··· Records for this exercise ···

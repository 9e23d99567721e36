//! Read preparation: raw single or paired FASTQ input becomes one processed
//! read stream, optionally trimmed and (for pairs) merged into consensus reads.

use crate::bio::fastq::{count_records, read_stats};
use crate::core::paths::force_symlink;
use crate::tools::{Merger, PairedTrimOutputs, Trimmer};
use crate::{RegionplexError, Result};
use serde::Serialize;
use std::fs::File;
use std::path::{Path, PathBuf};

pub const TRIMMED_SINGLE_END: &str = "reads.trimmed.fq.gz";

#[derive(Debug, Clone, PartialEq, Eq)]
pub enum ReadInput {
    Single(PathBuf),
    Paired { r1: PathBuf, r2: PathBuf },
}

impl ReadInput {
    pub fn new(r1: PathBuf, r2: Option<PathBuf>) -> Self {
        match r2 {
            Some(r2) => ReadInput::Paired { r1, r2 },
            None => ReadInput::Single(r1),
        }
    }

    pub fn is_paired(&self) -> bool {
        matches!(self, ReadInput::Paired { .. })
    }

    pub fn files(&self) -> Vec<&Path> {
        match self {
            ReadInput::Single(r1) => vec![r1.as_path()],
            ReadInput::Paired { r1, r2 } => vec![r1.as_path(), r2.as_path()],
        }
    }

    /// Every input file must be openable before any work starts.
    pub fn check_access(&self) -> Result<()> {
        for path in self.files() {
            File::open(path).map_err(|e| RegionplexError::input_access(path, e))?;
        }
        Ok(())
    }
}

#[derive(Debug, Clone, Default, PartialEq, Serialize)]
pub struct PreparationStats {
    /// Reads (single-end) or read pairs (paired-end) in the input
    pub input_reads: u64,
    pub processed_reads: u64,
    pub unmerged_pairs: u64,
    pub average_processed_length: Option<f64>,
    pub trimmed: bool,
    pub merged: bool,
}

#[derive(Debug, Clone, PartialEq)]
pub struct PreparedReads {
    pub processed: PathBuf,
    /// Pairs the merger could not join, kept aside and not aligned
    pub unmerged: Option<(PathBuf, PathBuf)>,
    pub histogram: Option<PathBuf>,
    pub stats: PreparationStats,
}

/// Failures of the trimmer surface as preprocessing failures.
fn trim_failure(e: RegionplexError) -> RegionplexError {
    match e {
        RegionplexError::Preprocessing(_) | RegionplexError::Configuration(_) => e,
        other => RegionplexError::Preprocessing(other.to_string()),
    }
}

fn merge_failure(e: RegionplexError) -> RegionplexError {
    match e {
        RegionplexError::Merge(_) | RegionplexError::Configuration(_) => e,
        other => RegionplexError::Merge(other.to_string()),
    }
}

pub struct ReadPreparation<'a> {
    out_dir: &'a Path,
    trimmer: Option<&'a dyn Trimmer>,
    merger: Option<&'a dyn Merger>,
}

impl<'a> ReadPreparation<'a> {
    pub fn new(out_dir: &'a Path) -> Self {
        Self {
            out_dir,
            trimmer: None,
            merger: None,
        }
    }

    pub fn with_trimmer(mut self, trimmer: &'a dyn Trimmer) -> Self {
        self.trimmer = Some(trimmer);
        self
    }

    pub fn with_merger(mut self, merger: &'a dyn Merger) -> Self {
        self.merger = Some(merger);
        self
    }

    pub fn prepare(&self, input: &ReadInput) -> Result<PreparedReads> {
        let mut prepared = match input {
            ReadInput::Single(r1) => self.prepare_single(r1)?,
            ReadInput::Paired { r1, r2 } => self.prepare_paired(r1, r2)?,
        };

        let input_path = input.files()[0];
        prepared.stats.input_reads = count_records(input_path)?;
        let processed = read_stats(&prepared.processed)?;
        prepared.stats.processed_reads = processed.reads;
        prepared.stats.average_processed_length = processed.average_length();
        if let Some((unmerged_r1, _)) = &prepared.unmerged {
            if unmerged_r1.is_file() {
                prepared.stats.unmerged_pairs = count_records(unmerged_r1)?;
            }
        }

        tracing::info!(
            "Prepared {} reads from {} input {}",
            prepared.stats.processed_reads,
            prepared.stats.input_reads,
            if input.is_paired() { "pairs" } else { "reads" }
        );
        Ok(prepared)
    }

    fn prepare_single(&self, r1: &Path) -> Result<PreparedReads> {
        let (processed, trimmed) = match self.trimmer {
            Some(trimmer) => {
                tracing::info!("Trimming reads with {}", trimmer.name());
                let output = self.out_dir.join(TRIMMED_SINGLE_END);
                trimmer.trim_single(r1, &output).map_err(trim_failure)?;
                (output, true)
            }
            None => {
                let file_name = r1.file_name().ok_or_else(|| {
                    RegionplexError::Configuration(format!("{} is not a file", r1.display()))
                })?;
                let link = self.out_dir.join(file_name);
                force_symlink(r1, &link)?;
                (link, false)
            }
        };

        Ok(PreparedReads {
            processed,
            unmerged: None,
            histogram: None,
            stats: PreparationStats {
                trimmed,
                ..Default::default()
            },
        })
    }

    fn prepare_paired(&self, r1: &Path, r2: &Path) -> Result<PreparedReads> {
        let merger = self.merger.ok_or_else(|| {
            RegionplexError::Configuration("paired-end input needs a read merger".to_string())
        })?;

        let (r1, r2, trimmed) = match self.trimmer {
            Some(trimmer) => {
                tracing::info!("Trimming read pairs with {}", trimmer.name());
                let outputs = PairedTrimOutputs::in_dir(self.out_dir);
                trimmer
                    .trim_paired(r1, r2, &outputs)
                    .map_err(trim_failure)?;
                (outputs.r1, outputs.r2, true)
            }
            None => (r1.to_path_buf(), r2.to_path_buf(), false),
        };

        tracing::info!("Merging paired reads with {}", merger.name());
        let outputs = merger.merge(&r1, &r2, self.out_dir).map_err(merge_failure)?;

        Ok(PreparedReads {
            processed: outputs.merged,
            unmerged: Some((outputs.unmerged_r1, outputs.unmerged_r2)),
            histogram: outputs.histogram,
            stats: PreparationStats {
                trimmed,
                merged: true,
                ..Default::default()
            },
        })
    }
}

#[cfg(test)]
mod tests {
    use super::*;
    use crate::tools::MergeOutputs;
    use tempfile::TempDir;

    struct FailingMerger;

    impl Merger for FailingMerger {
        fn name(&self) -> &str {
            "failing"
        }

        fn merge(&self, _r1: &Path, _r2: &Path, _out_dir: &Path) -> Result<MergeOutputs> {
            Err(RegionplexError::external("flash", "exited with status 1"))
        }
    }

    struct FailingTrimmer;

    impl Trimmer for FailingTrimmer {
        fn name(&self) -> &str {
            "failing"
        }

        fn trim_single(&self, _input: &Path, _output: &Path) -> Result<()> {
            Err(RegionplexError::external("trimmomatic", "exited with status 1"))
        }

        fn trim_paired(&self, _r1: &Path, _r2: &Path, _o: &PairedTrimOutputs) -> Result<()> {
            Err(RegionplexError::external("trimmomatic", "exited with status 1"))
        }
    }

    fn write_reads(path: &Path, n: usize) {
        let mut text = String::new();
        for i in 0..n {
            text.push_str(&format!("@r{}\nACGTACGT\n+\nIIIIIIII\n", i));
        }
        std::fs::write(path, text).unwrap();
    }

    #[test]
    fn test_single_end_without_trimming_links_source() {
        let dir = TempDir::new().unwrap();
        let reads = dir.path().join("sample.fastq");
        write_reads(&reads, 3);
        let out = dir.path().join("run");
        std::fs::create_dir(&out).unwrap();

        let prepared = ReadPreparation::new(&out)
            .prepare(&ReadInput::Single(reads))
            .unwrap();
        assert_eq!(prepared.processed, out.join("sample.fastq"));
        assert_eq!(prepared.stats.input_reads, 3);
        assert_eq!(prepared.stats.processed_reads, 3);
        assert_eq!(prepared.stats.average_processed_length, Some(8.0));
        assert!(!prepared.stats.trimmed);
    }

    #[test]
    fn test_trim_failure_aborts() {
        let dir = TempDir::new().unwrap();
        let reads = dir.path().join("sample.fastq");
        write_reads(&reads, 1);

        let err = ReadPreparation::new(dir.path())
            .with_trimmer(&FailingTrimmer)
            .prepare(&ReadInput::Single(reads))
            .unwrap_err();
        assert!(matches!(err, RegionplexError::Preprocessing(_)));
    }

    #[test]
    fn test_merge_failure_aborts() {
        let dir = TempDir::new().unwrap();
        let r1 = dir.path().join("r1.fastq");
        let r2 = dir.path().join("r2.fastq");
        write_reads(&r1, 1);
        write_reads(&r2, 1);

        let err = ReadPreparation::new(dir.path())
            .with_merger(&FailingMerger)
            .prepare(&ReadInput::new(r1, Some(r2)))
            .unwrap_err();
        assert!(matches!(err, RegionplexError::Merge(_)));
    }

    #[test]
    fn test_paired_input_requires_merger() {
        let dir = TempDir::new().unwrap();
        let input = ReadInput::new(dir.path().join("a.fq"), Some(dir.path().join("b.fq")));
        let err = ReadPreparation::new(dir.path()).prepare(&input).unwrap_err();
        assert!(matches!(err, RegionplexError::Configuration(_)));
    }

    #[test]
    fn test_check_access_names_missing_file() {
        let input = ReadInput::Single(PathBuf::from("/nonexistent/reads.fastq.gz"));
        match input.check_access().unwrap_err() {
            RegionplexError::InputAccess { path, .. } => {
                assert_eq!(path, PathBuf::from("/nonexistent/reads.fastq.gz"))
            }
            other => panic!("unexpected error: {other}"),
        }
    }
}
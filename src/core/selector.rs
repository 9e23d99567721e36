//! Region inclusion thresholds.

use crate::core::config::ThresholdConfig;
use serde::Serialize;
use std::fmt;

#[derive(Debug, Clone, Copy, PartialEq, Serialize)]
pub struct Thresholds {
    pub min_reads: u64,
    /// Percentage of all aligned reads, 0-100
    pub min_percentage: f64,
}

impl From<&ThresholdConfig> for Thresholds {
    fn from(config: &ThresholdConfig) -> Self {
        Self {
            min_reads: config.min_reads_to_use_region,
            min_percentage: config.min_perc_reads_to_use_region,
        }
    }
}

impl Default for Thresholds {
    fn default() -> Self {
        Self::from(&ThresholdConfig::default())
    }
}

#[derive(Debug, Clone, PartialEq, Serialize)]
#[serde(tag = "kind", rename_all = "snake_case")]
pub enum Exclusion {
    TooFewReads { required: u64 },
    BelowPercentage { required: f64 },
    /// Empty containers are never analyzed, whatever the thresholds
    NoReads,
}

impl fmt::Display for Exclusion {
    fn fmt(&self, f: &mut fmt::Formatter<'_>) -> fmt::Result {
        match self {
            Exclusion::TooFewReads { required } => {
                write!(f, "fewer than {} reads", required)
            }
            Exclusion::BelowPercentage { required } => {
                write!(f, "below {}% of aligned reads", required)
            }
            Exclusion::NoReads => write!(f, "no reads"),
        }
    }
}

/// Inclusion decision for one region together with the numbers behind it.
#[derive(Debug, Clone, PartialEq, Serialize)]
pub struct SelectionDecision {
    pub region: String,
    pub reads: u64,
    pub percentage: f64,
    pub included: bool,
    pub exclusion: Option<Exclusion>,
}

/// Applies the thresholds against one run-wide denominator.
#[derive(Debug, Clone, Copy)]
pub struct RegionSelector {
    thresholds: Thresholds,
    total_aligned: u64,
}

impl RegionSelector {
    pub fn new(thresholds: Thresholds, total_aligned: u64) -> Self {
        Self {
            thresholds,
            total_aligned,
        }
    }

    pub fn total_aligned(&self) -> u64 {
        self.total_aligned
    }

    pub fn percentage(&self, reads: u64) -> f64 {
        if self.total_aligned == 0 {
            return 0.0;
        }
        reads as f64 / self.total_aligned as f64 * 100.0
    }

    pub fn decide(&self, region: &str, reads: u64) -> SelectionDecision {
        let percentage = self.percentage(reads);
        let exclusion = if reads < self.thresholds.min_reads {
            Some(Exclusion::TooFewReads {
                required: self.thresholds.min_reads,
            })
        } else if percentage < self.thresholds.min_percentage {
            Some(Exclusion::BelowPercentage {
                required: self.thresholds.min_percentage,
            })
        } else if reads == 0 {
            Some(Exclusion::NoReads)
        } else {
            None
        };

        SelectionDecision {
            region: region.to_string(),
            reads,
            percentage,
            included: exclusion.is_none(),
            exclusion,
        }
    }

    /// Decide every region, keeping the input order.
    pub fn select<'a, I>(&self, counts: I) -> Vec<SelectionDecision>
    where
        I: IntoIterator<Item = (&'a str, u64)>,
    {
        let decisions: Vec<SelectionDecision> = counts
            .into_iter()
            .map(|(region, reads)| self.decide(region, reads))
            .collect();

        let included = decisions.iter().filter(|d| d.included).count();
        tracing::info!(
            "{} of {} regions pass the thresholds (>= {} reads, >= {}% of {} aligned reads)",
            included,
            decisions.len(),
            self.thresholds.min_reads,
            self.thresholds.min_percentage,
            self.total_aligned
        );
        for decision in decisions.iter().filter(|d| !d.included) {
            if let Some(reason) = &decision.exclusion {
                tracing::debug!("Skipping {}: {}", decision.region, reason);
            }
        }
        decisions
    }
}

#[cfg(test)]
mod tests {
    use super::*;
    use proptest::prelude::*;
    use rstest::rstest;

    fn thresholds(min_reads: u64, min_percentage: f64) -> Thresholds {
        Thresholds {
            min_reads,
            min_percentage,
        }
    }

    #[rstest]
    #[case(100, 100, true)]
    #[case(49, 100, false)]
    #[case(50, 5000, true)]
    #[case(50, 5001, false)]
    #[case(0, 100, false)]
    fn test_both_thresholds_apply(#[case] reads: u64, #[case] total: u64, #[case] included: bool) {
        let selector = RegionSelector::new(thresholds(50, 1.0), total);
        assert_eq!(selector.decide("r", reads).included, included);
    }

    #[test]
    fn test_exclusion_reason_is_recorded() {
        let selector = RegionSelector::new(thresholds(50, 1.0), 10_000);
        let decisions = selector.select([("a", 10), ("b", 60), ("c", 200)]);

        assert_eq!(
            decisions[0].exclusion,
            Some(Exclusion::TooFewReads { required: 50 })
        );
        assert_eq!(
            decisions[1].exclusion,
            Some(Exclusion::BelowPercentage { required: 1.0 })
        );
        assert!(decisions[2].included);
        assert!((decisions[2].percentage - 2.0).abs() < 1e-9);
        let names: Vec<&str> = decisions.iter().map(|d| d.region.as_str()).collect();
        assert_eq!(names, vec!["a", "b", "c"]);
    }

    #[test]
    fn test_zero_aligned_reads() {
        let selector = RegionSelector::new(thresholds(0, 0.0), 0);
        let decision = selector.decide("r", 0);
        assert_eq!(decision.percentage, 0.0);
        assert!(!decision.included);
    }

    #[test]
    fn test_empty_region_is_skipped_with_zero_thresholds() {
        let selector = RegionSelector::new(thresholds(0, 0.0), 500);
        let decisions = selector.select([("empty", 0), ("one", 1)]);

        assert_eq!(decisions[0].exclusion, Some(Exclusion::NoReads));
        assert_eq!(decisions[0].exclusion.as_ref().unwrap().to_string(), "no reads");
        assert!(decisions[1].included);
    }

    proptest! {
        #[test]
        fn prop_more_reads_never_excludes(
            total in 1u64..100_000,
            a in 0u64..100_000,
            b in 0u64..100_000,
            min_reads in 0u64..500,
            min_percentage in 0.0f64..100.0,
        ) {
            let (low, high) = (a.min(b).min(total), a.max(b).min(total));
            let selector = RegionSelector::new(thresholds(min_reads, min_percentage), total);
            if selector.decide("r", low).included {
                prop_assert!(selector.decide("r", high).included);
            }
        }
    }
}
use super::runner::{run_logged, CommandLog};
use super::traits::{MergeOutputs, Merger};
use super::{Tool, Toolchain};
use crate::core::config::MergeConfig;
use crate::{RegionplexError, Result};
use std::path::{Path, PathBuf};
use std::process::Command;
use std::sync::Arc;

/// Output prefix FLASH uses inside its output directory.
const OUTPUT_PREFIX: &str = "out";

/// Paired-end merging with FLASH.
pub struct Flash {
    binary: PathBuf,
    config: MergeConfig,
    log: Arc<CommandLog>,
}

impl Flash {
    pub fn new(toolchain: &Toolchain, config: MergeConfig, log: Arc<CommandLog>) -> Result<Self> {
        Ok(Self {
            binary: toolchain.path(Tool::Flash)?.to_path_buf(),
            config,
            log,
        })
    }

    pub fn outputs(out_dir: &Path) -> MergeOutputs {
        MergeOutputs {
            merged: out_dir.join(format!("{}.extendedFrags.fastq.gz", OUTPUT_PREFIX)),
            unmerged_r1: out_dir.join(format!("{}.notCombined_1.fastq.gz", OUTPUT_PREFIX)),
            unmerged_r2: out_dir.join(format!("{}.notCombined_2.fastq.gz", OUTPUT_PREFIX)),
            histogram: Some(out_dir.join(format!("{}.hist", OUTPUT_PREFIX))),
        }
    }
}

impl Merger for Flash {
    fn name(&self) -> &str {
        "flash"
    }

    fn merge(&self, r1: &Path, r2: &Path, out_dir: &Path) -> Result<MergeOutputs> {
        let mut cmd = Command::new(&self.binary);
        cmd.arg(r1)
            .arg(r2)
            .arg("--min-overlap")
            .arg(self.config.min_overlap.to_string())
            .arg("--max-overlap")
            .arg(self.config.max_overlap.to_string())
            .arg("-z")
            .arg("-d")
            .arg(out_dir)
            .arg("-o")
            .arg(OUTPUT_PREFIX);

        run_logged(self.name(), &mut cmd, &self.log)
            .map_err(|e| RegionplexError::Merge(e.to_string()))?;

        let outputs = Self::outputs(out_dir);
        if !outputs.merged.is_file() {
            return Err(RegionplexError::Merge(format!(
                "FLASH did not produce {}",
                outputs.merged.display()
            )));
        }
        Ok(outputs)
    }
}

···

• _What this task involves_
Looking at the records above, which lines contain "nonexistent"? Copy those lines.

• _Exercise answer_
        let input = ReadInput::Single(PathBuf::from("/nonexistent/reads.fastq.gz"));
                assert_eq!(path, PathBuf::from("/nonexistent/reads.fastq.gz"))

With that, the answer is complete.